● **TASK DESCRIPTION**: Search the material for lines containing the word "quiet", and copy each one.

● **TASK DATA**:
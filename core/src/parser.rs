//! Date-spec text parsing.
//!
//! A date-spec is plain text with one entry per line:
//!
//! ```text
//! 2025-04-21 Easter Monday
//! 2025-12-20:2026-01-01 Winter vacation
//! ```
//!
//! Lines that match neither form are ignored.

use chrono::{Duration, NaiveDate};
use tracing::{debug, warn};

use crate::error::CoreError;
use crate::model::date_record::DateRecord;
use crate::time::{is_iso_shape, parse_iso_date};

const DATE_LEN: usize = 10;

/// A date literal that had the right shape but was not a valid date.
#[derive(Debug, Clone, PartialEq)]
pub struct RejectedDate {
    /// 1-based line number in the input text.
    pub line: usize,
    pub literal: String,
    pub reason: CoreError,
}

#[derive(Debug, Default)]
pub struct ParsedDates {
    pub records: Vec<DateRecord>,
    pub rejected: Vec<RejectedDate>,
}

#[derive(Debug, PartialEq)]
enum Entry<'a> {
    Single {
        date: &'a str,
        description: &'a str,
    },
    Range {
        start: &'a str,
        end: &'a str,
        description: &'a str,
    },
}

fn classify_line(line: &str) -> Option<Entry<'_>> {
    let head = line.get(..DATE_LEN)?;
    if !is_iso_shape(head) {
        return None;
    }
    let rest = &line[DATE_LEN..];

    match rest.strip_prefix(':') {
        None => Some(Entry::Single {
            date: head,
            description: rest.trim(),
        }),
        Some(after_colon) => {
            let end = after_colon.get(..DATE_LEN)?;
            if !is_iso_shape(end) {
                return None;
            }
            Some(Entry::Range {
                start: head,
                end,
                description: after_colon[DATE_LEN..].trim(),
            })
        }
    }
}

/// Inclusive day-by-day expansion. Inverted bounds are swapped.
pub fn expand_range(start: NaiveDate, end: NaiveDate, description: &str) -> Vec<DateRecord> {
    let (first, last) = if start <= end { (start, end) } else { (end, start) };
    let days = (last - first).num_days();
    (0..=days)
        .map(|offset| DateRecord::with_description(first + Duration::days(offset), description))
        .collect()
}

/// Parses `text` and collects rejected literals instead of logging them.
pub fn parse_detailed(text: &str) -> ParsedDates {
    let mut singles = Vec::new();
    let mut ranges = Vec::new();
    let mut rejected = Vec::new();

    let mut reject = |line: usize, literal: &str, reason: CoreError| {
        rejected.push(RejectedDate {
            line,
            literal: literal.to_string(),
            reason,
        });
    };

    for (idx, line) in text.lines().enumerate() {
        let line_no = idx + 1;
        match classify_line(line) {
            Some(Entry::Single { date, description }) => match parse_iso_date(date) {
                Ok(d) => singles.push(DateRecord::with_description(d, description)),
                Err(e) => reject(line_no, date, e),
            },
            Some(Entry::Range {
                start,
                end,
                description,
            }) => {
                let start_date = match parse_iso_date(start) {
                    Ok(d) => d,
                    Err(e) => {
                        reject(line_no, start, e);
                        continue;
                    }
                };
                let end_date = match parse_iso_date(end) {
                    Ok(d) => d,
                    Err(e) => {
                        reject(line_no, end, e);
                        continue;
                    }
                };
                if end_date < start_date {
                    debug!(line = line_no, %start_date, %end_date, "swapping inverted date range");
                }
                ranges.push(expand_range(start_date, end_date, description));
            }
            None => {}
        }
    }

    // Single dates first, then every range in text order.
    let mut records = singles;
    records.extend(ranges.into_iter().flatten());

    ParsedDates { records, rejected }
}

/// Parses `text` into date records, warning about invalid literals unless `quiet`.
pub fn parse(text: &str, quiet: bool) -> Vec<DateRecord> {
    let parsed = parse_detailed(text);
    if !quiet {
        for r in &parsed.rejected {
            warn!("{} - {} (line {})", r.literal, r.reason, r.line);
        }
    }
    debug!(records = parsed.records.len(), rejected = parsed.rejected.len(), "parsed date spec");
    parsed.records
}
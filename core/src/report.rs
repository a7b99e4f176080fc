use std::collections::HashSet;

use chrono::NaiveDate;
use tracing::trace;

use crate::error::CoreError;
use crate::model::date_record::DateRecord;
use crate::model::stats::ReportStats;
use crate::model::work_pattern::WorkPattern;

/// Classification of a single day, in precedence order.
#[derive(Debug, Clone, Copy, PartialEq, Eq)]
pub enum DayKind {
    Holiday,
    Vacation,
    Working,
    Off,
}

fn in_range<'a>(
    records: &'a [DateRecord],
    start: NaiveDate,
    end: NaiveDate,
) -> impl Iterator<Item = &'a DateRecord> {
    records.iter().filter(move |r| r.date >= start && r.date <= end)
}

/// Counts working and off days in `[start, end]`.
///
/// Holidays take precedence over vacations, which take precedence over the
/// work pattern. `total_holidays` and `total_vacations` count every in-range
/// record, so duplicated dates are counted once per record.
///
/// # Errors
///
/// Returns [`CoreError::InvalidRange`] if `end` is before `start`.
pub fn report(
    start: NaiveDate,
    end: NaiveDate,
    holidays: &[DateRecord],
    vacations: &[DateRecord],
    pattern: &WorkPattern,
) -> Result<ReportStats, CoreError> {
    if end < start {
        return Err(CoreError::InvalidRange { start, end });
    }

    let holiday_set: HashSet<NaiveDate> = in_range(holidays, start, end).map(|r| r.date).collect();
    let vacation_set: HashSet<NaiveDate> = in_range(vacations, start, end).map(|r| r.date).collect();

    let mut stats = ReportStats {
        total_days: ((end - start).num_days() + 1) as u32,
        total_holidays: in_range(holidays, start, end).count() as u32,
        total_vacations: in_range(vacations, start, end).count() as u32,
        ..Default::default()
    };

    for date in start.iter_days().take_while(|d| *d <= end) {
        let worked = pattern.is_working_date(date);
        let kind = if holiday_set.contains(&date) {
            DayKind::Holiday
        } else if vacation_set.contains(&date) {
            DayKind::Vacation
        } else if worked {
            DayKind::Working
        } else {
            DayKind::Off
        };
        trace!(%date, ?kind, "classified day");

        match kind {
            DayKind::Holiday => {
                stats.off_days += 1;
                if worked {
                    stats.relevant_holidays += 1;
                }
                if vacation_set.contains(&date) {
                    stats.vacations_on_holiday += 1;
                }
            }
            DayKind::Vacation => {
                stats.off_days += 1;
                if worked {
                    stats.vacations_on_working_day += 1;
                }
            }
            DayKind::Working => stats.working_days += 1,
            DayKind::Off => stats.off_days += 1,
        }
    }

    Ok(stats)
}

● **ANSWER BELOW**:
/// Parses `text` into date records, warning about invalid literals unless `quiet`.
pub fn parse(text: &str, quiet: bool) -> Vec<DateRecord> {
    if !quiet {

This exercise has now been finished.